//! Lesson Engine CLI
//!
//! Usage:
//!   lesson_engine --serve                              # HTTP API server
//!   lesson_engine --play --goal "learn marketing"      # Play in the terminal
//!   lesson_engine --play --goal "..." --json           # JSON lines output

use clap::Parser;
use colored::Colorize;
use std::io::{self, BufRead, Write};
use std::time::Instant;

use lesson_engine::config::{AppConfig, DEFAULT_TIMEOUT_SECS};
use lesson_engine::core::{
    run_server, ContentGenerator, DashboardView, LessonView, Session, SessionCommand, SessionOutput,
};
use lesson_engine::core::gemini::DEFAULT_MODEL;
use lesson_engine::types::{PetKind, Phase, QuestionType, QuizOutcome, Timer, UserProfile};
use lesson_engine::VERSION;

#[derive(Parser, Debug)]
#[command(
    name = "lesson_engine",
    version = VERSION,
    about = "Gamified lessons: theory, quizzes, hearts, badges and a companion to feed",
    long_about = "Lesson Engine turns a learning goal into a course of short lessons.\n\n\
                  Each lesson is a theory passage and a quiz. Two wrong answers end\n\
                  the attempt. Finished lessons unlock the next one and earn food\n\
                  for your companion, which grows every five feeds.\n\n\
                  Modes:\n  \
                  --serve  HTTP API server mode\n  \
                  --play   Terminal mode"
)]
struct Args {
    /// Run as HTTP API server
    #[arg(short, long)]
    serve: bool,

    /// Server address
    #[arg(long, default_value = "127.0.0.1:3000")]
    addr: String,

    /// Play one session in the terminal
    #[arg(short, long)]
    play: bool,

    /// Learning goal (asked for interactively when missing)
    #[arg(short, long)]
    goal: Option<String>,

    /// Your background, used to adapt generated lessons
    #[arg(short, long, default_value = "")]
    background: String,

    /// Companion species
    #[arg(long, value_enum, default_value = "dog")]
    pet: Pet,

    /// Gemini API key
    #[arg(long, env = "GEMINI_API_KEY", hide_env_values = true)]
    api_key: Option<String>,

    /// Model used for generation
    #[arg(long, env = "LESSON_MODEL", default_value = DEFAULT_MODEL)]
    model: String,

    /// Generator request timeout
    #[arg(long, default_value_t = DEFAULT_TIMEOUT_SECS)]
    timeout_secs: u64,

    /// Seed for reproducible matching layouts
    #[arg(long)]
    seed: Option<u64>,

    /// Output as JSON lines
    #[arg(long)]
    json: bool,

    /// Disable colors in output
    #[arg(long)]
    no_color: bool,
}

#[derive(clap::ValueEnum, Clone, Copy, Debug)]
enum Pet {
    Dog,
    Cat,
}

impl From<Pet> for PetKind {
    fn from(pet: Pet) -> Self {
        match pet {
            Pet::Dog => PetKind::Dog,
            Pet::Cat => PetKind::Cat,
        }
    }
}

impl Args {
    fn config(&self) -> AppConfig {
        AppConfig {
            addr: self.addr.clone(),
            api_key: self.api_key.clone(),
            model: self.model.clone(),
            timeout_secs: self.timeout_secs,
            seed: self.seed,
        }
    }
}

#[tokio::main]
async fn main() {
    tracing_subscriber::fmt()
        .with_env_filter(
            tracing_subscriber::EnvFilter::try_from_default_env()
                .unwrap_or_else(|_| tracing_subscriber::EnvFilter::new("info")),
        )
        .with_writer(io::stderr)
        .init();

    let args = Args::parse();
    if args.no_color {
        colored::control::set_override(false);
    }

    if args.serve {
        run_serve(&args).await;
    } else {
        run_play(&args).await;
    }
}

/// Run HTTP API server
async fn run_serve(args: &Args) {
    if let Err(e) = run_server(args.config()).await {
        eprintln!("Server error: {}", e);
        std::process::exit(1);
    }
}

// =============================================================================
// TERMINAL RUNNER
// =============================================================================

/// Timers waiting for their deadline; fired between prompts
#[derive(Default)]
struct TimerQueue {
    pending: Vec<(Instant, Timer)>,
}

impl TimerQueue {
    fn push_all(&mut self, timers: &[Timer]) {
        let now = Instant::now();
        self.pending.extend(timers.iter().map(|t| (now + t.delay(), *t)));
    }

    fn fire_due(&mut self, session: &mut Session) {
        let now = Instant::now();
        let (due, later): (Vec<_>, Vec<_>) = self.pending.drain(..).partition(|(at, _)| *at <= now);
        self.pending = later;
        for (_, timer) in due {
            session.fire(timer);
        }
    }
}

struct Runner {
    session: Session,
    generator: ContentGenerator,
    timers: TimerQueue,
    json: bool,
    last_activity: Instant,
}

impl Runner {
    fn record(&mut self, out: &SessionOutput) {
        self.timers.push_all(&out.timers);
        if self.json {
            println!("{}", serde_json::to_string(out).unwrap_or_default());
        }
    }

    /// Read one trimmed line; None on EOF
    fn prompt(&mut self, label: &str) -> Option<String> {
        self.timers.fire_due(&mut self.session);
        print!("{} ", label.cyan().bold());
        io::stdout().flush().ok()?;
        let mut line = String::new();
        match io::stdin().lock().read_line(&mut line) {
            Ok(0) | Err(_) => None,
            Ok(_) => {
                let idle = self.last_activity.elapsed();
                self.last_activity = Instant::now();
                self.session.observe_idle(idle);
                self.timers.fire_due(&mut self.session);
                Some(line.trim().to_string())
            }
        }
    }

    fn apply(&mut self, command: SessionCommand) -> SessionOutput {
        let out = self.session.apply(command);
        self.record(&out);
        out
    }
}

/// Play one session in the terminal
async fn run_play(args: &Args) {
    let config = args.config();
    let generator = match config.content_generator() {
        Ok(g) => g,
        Err(e) => {
            eprintln!("Configuration error: {}", e);
            std::process::exit(1);
        }
    };

    let mut runner = Runner {
        session: Session::new(config.shuffler()),
        generator,
        timers: TimerQueue::default(),
        json: args.json,
        last_activity: Instant::now(),
    };

    print_header();

    let goal = match &args.goal {
        Some(goal) => goal.clone(),
        None => match runner.prompt("What do you want to learn?") {
            Some(goal) if !goal.is_empty() => goal,
            _ => return,
        },
    };
    let profile = UserProfile {
        goal,
        background: args.background.clone(),
        pet_preference: args.pet.into(),
    };
    let out = runner.session.set_profile(profile);
    runner.record(&out);

    if !load_course(&mut runner).await {
        return;
    }

    loop {
        print_dashboard(&DashboardView::of(&runner.session));
        let Some(line) = runner.prompt("[#] open lesson, [f]eed, [n]ew course, [q]uit >") else {
            break;
        };
        match line.as_str() {
            "q" | "quit" | "exit" => break,
            "f" | "feed" => {
                let out = runner.apply(SessionCommand::Feed);
                print_feed(&out);
            }
            "n" | "new" => {
                let out = runner.apply(SessionCommand::ClearCourse);
                println!("{}", out.reason.description().dimmed());
                if !load_course(&mut runner).await {
                    break;
                }
            }
            other => match other.parse::<usize>() {
                Ok(n) if n >= 1 => play_lesson(&mut runner, n - 1).await,
                _ => println!("{}", "Unknown choice".yellow()),
            },
        }
    }

    let ledger = runner.session.ledger();
    println!(
        "\nSession ended. Lessons: {} | Badges: {} | Companion: {}",
        ledger.completed_count(),
        ledger.badges.len(),
        ledger.mascot_level.stage_name()
    );
}

async fn load_course(runner: &mut Runner) -> bool {
    let job = match runner.session.begin_course_request() {
        Ok(job) => job,
        Err(reason) => {
            println!("{}", reason.description().red());
            return false;
        }
    };
    println!("{}", "Building your course...".dimmed());
    let result = runner.generator.generate_course_outline(&job.profile).await;
    let out = runner.session.finish_course_request(job.ticket, result);
    runner.record(&out);
    if runner.session.course().is_none() {
        println!("{}", out.reason.description().red());
        return false;
    }
    true
}

async fn play_lesson(runner: &mut Runner, index: usize) {
    let Some(lesson_id) = runner
        .session
        .course()
        .and_then(|c| c.lessons().nth(index))
        .map(|l| l.id.clone())
    else {
        println!("{}", "No such lesson".yellow());
        return;
    };

    let job = match runner.session.begin_lesson_request(&lesson_id) {
        Ok(job) => job,
        Err(reason) => {
            println!("{}", reason.description().yellow());
            return;
        }
    };
    println!("{}", "Loading lesson...".dimmed());
    let result = runner
        .generator
        .generate_lesson_content(&job.topic, &job.lesson, job.profile.as_ref())
        .await;
    let out = runner.session.finish_lesson_request(job.ticket, &lesson_id, result);
    runner.record(&out);
    if runner.session.active_lesson().is_none() {
        println!("{}", out.reason.description().red());
        return;
    }

    while let Some(view) = runner.session.active_lesson().map(LessonView::of) {
        if view.outcome == QuizOutcome::Failed {
            println!("\n{}", "Out of hearts! This attempt is over.".red().bold());
            runner.prompt("Press Enter to return to the course >");
            runner.apply(SessionCommand::ExitLesson);
            return;
        }
        let out = match view.phase {
            Phase::Theory => {
                println!("\n{}\n\n{}\n", view.title.bold(), view.theory);
                match runner.prompt("Press Enter to start the quiz (or 'x' to exit) >") {
                    Some(l) if l != "x" => runner.apply(SessionCommand::StartQuiz),
                    _ => runner.apply(SessionCommand::ExitLesson),
                }
            }
            Phase::Quiz if view.status.is_resolved() => {
                print_feedback(&view);
                if runner.prompt("Press Enter to continue >").is_none() {
                    runner.apply(SessionCommand::ExitLesson);
                    return;
                }
                runner.apply(SessionCommand::Advance)
            }
            Phase::Quiz => {
                let Some(command) = ask_question(runner, &view) else {
                    runner.apply(SessionCommand::ExitLesson);
                    return;
                };
                runner.apply(command)
            }
        };
        if let Some(quiz) = &out.quiz {
            if !runner.json {
                println!("{}", quiz.to_terminal_string());
            }
        }
        if let Some(completion) = &out.completion {
            println!("\n{} {}", "Lesson complete!".green().bold(), "+2 🦴".yellow());
            if let Some(next) = &completion.unlocked_lesson_id {
                println!("{} {}", "Unlocked:".dimmed(), next.dimmed());
            }
            if let Some(badge) = &out.badge {
                println!("{} {} {}", badge.icon, "Badge unlocked:".magenta().bold(), badge.name);
            }
        }
    }
}

/// Turn one line of input into a command for the current question
fn ask_question(runner: &mut Runner, view: &LessonView) -> Option<SessionCommand> {
    let question = view.question.as_ref()?;
    let hearts = "♥".repeat(view.hearts as usize);
    println!(
        "\n{} {}/{}  {}",
        hearts.red(),
        view.current_index + 1,
        view.question_count,
        question.prompt.bold()
    );

    if question.kind == QuestionType::Matching {
        let board = view.board.as_ref()?;
        for (i, (left, right)) in board.left_terms.iter().zip(&board.right_terms).enumerate() {
            let done_l = board.matched.iter().any(|p| &p.left == left);
            let done_r = board.matched.iter().any(|p| &p.right == right);
            let fmt = |term: &str, done: bool| if done { term.green().to_string() } else { term.to_string() };
            println!("  {}. {:<30} {}. {}", i + 1, fmt(left, done_l), i + 1, fmt(right, done_r));
        }
        if let Some(shake) = &board.shake {
            println!("  {} {}", "✗".red(), shake.red());
        }
        let line = runner.prompt("Pair as 'left right' (e.g. 1 3) >")?;
        let mut nums = line.split_whitespace().filter_map(|n| n.parse::<usize>().ok());
        let (l, r) = (nums.next()?, nums.next()?);
        let left = board.left_terms.get(l.checked_sub(1)?)?.clone();
        let right = board.right_terms.get(r.checked_sub(1)?)?.clone();
        runner.apply(SessionCommand::SelectLeft { term: left });
        return Some(SessionCommand::SelectRight { term: right });
    }

    for (i, option) in question.options.iter().enumerate() {
        println!("  {}. {}", i + 1, option);
    }
    let line = runner.prompt("Your answer >")?;
    let option = line
        .parse::<usize>()
        .ok()
        .and_then(|n| question.options.get(n.checked_sub(1)?))
        .cloned()
        .unwrap_or(line);
    runner.apply(SessionCommand::SelectOption { option });
    Some(SessionCommand::Submit)
}

// =============================================================================
// PRINTING
// =============================================================================

fn print_header() {
    println!("{}", "═".repeat(60).dimmed());
    println!("  {} v{}", "Lesson Engine".bold(), VERSION);
    println!("{}", "═".repeat(60).dimmed());
}

fn print_dashboard(view: &DashboardView) {
    let Some(course) = &view.course else {
        return;
    };
    println!("\n{} {}%", course.topic.bold(), view.course_progress);
    let mut n = 0;
    for unit in &course.units {
        println!("  {}", unit.title.underline());
        for lesson in &unit.lessons {
            n += 1;
            let mark = if view.ledger.has_completed(&lesson.id) {
                "✓".green()
            } else if lesson.is_locked {
                "🔒".normal()
            } else {
                "▶".cyan()
            };
            println!("    {:>2}. {} {}", n, mark, lesson.title);
        }
    }
    println!(
        "  🦴 {}  ⭐ {}  🔥 {}  {} lvl {} ({}%)  [{}] {}",
        view.ledger.food,
        view.ledger.xp,
        view.ledger.streak,
        view.mascot_stage,
        view.ledger.mascot_level.number(),
        view.level_progress,
        view.mood,
        view.bubble_text.italic()
    );
    if let Some(badge) = &view.new_badge {
        println!("  {} {} {}", badge.icon, "New badge:".magenta(), badge.name);
    }
}

fn print_feed(out: &SessionOutput) {
    let Some(feed) = &out.feed else {
        return;
    };
    if feed.reason.fed() {
        println!("{} ({} left, {}/5)", "Yum!".green(), feed.food, feed.food_eaten_progress);
    } else {
        println!("{}", feed.reason.description().yellow());
    }
    if feed.leveled_up() {
        println!("{} {}", "Level up!".yellow().bold(), feed.level.stage_name());
    }
}

fn print_feedback(view: &LessonView) {
    let Some(question) = &view.question else {
        return;
    };
    match view.status {
        lesson_engine::types::AttemptStatus::Correct => println!("{}", "Correct!".green().bold()),
        _ => println!("{}", "Not quite.".red().bold()),
    }
    if let Some(answer) = &view.revealed_answer {
        println!("{} {}", "Answer:".dimmed(), answer);
    }
    if let Some(explanation) = &question.explanation {
        println!("{}", explanation.italic());
    }
}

Your task
Your output should be the listing's lines, exact and complete, from its first line to the line that contains "#[derive(Parser, Debug)]", inclusive.

Result of the exercise
//! Lesson Engine CLI
//!
//! Usage:
//!   lesson_engine --serve                              # HTTP API server
//!   lesson_engine --play --goal "learn marketing"      # Play in the terminal
//!   lesson_engine --play --goal "..." --json           # JSON lines output

use clap::Parser;
use colored::Colorize;
use std::io::{self, BufRead, Write};
use std::time::Instant;

use lesson_engine::config::{AppConfig, DEFAULT_TIMEOUT_SECS};
use lesson_engine::core::{
    run_server, ContentGenerator, DashboardView, LessonView, Session, SessionCommand, SessionOutput,
};
use lesson_engine::core::gemini::DEFAULT_MODEL;
use lesson_engine::types::{PetKind, Phase, QuestionType, QuizOutcome, Timer, UserProfile};
use lesson_engine::VERSION;

#[derive(Parser, Debug)]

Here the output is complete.